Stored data
___

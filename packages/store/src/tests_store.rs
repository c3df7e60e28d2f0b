use crate::collection::EntityCollection;
use crate::entity::{Accessor, AccessorKind, CallError, Entity, EntityClass};
use crate::error::StoreError;
use crate::store::{EntityStore, ValueStore};
use serde_json::{json, Value};
use std::sync::Arc;

#[test]
fn test_set_and_get_simple_values() {
    let mut store = EntityStore::new();
    store
        .set("name", "Test name")
        .expect("Failed to set")
        .set("int", 12345670)
        .expect("Failed to set")
        .set("float", 12345.29)
        .expect("Failed to set");

    assert_eq!(store.get("name").unwrap(), &json!("Test name"));
    assert_eq!(store.get("int").unwrap(), &json!(12345670));
    assert_eq!(store.get("float").unwrap(), &json!(12345.29));
}

#[test]
fn test_get_all_preserves_insertion_order() {
    let mut store = EntityStore::new();
    store.set("apple", "green").unwrap();
    store.set("banana", "yellow").unwrap();

    let all = store.get_all();
    let keys: Vec<&String> = all.keys().collect();
    assert_eq!(keys, vec!["apple", "banana"]);
    assert_eq!(all.get("apple"), Some(&json!("green")));
    assert_eq!(all.get("banana"), Some(&json!("yellow")));
}

#[test]
fn test_overwrite_keeps_original_position() {
    let mut store = EntityStore::new();
    store.set("apple", "green").unwrap();
    store.set("banana", "yellow").unwrap();
    store.set("apple", "red").unwrap();

    let keys: Vec<String> = store.get_all().keys().cloned().collect();
    assert_eq!(keys, vec!["apple", "banana"]);
    assert_eq!(store.get("apple").unwrap(), &json!("red"));
}

#[test]
fn test_remove_deletes_key_and_keeps_order() {
    let mut store = EntityStore::new();
    store.set("apple", "green").unwrap();
    store.set("banana", "yellow").unwrap();

    store.remove("apple").expect("Failed to remove");
    let keys: Vec<String> = store.get_all().keys().cloned().collect();
    assert_eq!(keys, vec!["banana"]);

    store.remove("banana").expect("Failed to remove");
    assert!(store.get_all().is_empty());
}

#[test]
fn test_exists() {
    let mut store = EntityStore::new();
    store.set("kiwi", "green").unwrap();
    store.set("orange", "orange").unwrap();

    assert!(store.exists("kiwi"));
    assert!(store.exists("orange"));
    assert!(!store.exists("banana"));
}

#[test]
fn test_get_missing_key_fails() {
    let mut store = EntityStore::new();
    store.set("kiwi", "green").unwrap();

    assert_eq!(
        store.get("banana"),
        Err(StoreError::missing_key("banana"))
    );
}

#[test]
fn test_remove_missing_key_fails() {
    let mut store = EntityStore::new();
    store.set("kiwi", "green").unwrap();

    assert_eq!(
        store.remove("banana"),
        Err(StoreError::missing_key("banana"))
    );
}

#[test]
fn test_count() {
    let mut store = EntityStore::new();
    assert_eq!(store.len(), 0);
    assert!(store.is_empty());

    store.set("apple", "green").unwrap();
    store.set("kiwi", "green").unwrap();
    assert_eq!(store.len(), 2);
}

#[test]
fn test_with_entries_constructor() {
    let store = EntityStore::with_entries([("apple", "green"), ("banana", "yellow")]);

    let keys: Vec<String> = store.get_all().keys().cloned().collect();
    assert_eq!(keys, vec!["apple", "banana"]);
}

#[test]
fn test_unlocked_by_default() {
    let store = EntityStore::new();
    assert!(!store.is_values_locked());
    assert!(!store.is_attributes_locked());
}

#[test]
fn test_lock_values_blocks_set_on_any_key() {
    let mut store = EntityStore::new();
    store.set("apple", "green").unwrap();
    store.lock_values();

    assert!(store.is_values_locked());
    assert_eq!(
        store.set("apple", "red").err(),
        Some(StoreError::locked_values("apple"))
    );
    assert_eq!(
        store.set("banana", "yellow").err(),
        Some(StoreError::locked_values("banana"))
    );
}

#[test]
fn test_lock_values_blocks_remove_but_not_get() {
    let mut store = EntityStore::new();
    store.set("apple", "green").unwrap();
    store.lock_values();

    assert_eq!(
        store.remove("apple").err(),
        Some(StoreError::locked_values("apple"))
    );
    // Reads stay valid after locking
    assert_eq!(store.get("apple").unwrap(), &json!("green"));
}

#[test]
fn test_lock_attributes_allows_existing_key_update() {
    let mut store = EntityStore::new();
    store.set("apple", "green").unwrap();
    store.lock_attributes();

    store.set("apple", "red").expect("Existing key must stay writable");
    assert_eq!(store.get("apple").unwrap(), &json!("red"));
}

#[test]
fn test_lock_attributes_blocks_new_key() {
    let mut store = EntityStore::new();
    store.set("apple", "green").unwrap();
    store.lock_attributes();

    assert_eq!(
        store.set("banana", "yellow").err(),
        Some(StoreError::locked_attributes("banana"))
    );
}

#[test]
fn test_lock_attributes_blocks_remove() {
    let mut store = EntityStore::new();
    store.set("apple", "green").unwrap();
    store.lock_attributes();

    assert_eq!(
        store.remove("apple").err(),
        Some(StoreError::locked_attributes("apple"))
    );
}

#[test]
fn test_values_lock_takes_precedence_over_attributes_lock() {
    let mut store = EntityStore::new();
    store.set("apple", "green").unwrap();
    store.lock_values();
    store.lock_attributes();

    assert_eq!(
        store.remove("apple").err(),
        Some(StoreError::locked_values("apple"))
    );
}

#[test]
fn test_value_store_lock_blocks_set_uniformly() {
    let mut store = ValueStore::new();
    store.set("apple", "green").unwrap();
    store.lock();

    assert!(store.is_locked());
    // Existing and new keys are blocked alike
    assert!(matches!(
        store.set("apple", "red"),
        Err(StoreError::LockedValues { .. })
    ));
    assert!(matches!(
        store.set("banana", "yellow"),
        Err(StoreError::LockedValues { .. })
    ));
}

#[test]
fn test_value_store_lock_blocks_remove() {
    let mut store = ValueStore::new();
    store.set("apple", "green").unwrap();
    store.lock();

    assert!(store.remove("apple").is_err());
    assert_eq!(store.get("apple").unwrap(), &json!("green"));
}

#[test]
fn test_value_store_missing_key_semantics() {
    let mut store = ValueStore::new();
    store.set("kiwi", "green").unwrap();

    assert_eq!(store.get("banana"), Err(StoreError::missing_key("banana")));
    assert_eq!(store.remove("banana"), Err(StoreError::missing_key("banana")));
}

fn person_class() -> Arc<EntityClass> {
    Arc::new(EntityClass::new(
        "fixtures.entities",
        "Person",
        vec![
            Accessor {
                method_name: "setId".to_string(),
                kind: AccessorKind::Setter,
                attribute: "Id".to_string(),
                storage_key: "id".to_string(),
                type_name: "int".to_string(),
                nullable: false,
            },
            Accessor {
                method_name: "getId".to_string(),
                kind: AccessorKind::Getter,
                attribute: "Id".to_string(),
                storage_key: "id".to_string(),
                type_name: "int".to_string(),
                nullable: true,
            },
            Accessor {
                method_name: "setLastName".to_string(),
                kind: AccessorKind::Setter,
                attribute: "LastName".to_string(),
                storage_key: "last_name".to_string(),
                type_name: "string".to_string(),
                nullable: false,
            },
            Accessor {
                method_name: "getAge".to_string(),
                kind: AccessorKind::Getter,
                attribute: "Age".to_string(),
                storage_key: "age".to_string(),
                type_name: "int".to_string(),
                nullable: false,
            },
        ],
    ))
}

#[test]
fn test_entity_setter_then_getter_roundtrip() {
    let mut entity = person_class().instantiate();

    entity.call("setId", vec![json!(10)]).expect("Failed to call setter");
    let value = entity.call("getId", vec![]).expect("Failed to call getter");

    assert_eq!(value, json!(10));
}

#[test]
fn test_entity_nullable_getter_reads_absent_key_as_null() {
    let mut entity = person_class().instantiate();

    let value = entity.call("getId", vec![]).expect("Failed to call getter");
    assert_eq!(value, Value::Null);
}

#[test]
fn test_entity_non_nullable_getter_propagates_missing_key() {
    let mut entity = person_class().instantiate();

    let result = entity.call("getAge", vec![]);
    assert_eq!(
        result,
        Err(CallError::Store(StoreError::missing_key("age")))
    );
}

#[test]
fn test_entity_setter_writes_storage_key() {
    let mut entity = person_class().instantiate();

    entity.call("setLastName", vec![json!("Baum")]).expect("Failed to call setter");

    assert!(entity.exists("last_name"));
    assert_eq!(entity.get("last_name").unwrap(), &json!("Baum"));
}

#[test]
fn test_entity_unknown_method() {
    let mut entity = person_class().instantiate();

    let result = entity.call("setNothing", vec![json!(1)]);
    assert!(matches!(result, Err(CallError::UnknownMethod { .. })));
}

#[test]
fn test_entity_setter_arity_checked() {
    let mut entity = person_class().instantiate();

    assert!(matches!(
        entity.call("setId", vec![]),
        Err(CallError::Arity { expected: 1, .. })
    ));
    assert!(matches!(
        entity.call("setId", vec![json!(1), json!(2)]),
        Err(CallError::Arity { expected: 1, .. })
    ));
}

#[test]
fn test_entity_get_all_matches_set_sequence() {
    let mut entity = person_class().instantiate();
    entity.call("setId", vec![json!(10)]).unwrap();
    entity.call("setLastName", vec![json!("Baum")]).unwrap();

    let all = entity.get_all();
    let keys: Vec<String> = all.keys().cloned().collect();
    assert_eq!(keys, vec!["id", "last_name"]);
    assert_eq!(all.get("id"), Some(&json!(10)));
    assert_eq!(all.get("last_name"), Some(&json!("Baum")));
}

#[test]
fn test_entity_respects_store_locks() {
    let mut entity = person_class().instantiate();
    entity.call("setId", vec![json!(10)]).unwrap();
    entity.lock_values();

    let result = entity.call("setId", vec![json!(20)]);
    assert!(matches!(
        result,
        Err(CallError::Store(StoreError::LockedValues { .. }))
    ));
    // Reads still work
    assert_eq!(entity.call("getId", vec![]).unwrap(), json!(10));
}

#[test]
fn test_collection_order_and_access() {
    let class = person_class();
    let mut collection = EntityCollection::new();

    let mut first = class.clone().instantiate();
    first.call("setId", vec![json!(1)]).unwrap();
    let mut second = class.clone().instantiate();
    second.call("setId", vec![json!(2)]).unwrap();

    collection.add(first).add(second);

    assert_eq!(collection.len(), 2);
    assert_eq!(collection.first().unwrap().get("id").unwrap(), &json!(1));
    assert_eq!(collection.last().unwrap().get("id").unwrap(), &json!(2));
    assert_eq!(collection.get(1).unwrap().get("id").unwrap(), &json!(2));
}

#[test]
fn test_collection_remove_shifts() {
    let class = person_class();
    let mut collection: EntityCollection = (1..=3)
        .map(|i| {
            let mut entity = class.clone().instantiate();
            entity.call("setId", vec![json!(i)]).unwrap();
            entity
        })
        .collect();

    let removed = collection.remove(0).expect("Failed to remove");
    assert_eq!(removed.get("id").unwrap(), &json!(1));
    assert_eq!(collection.len(), 2);
    assert_eq!(collection.first().unwrap().get("id").unwrap(), &json!(2));

    assert!(collection.remove(5).is_none());
}

#[test]
fn test_collection_iteration_in_order() {
    let class = person_class();
    let mut collection = EntityCollection::new();
    for i in 0..3 {
        let mut entity = class.clone().instantiate();
        entity.call("setId", vec![json!(i)]).unwrap();
        collection.add(entity);
    }

    let ids: Vec<Value> = collection
        .iter()
        .map(|entity| entity.get("id").unwrap().clone())
        .collect();
    assert_eq!(ids, vec![json!(0), json!(1), json!(2)]);
}

#[test]
fn test_collection_clear() {
    let class = person_class();
    let mut collection = EntityCollection::new();
    collection.add(class.instantiate());

    collection.clear();
    assert!(collection.is_empty());
}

___

### Task goal
Locate the word "stay" in the data above. Copy every line carrying it.

### Result of the exercise
    // Reads stay valid after locking
    store.set("apple", "red").expect("Existing key must stay writable");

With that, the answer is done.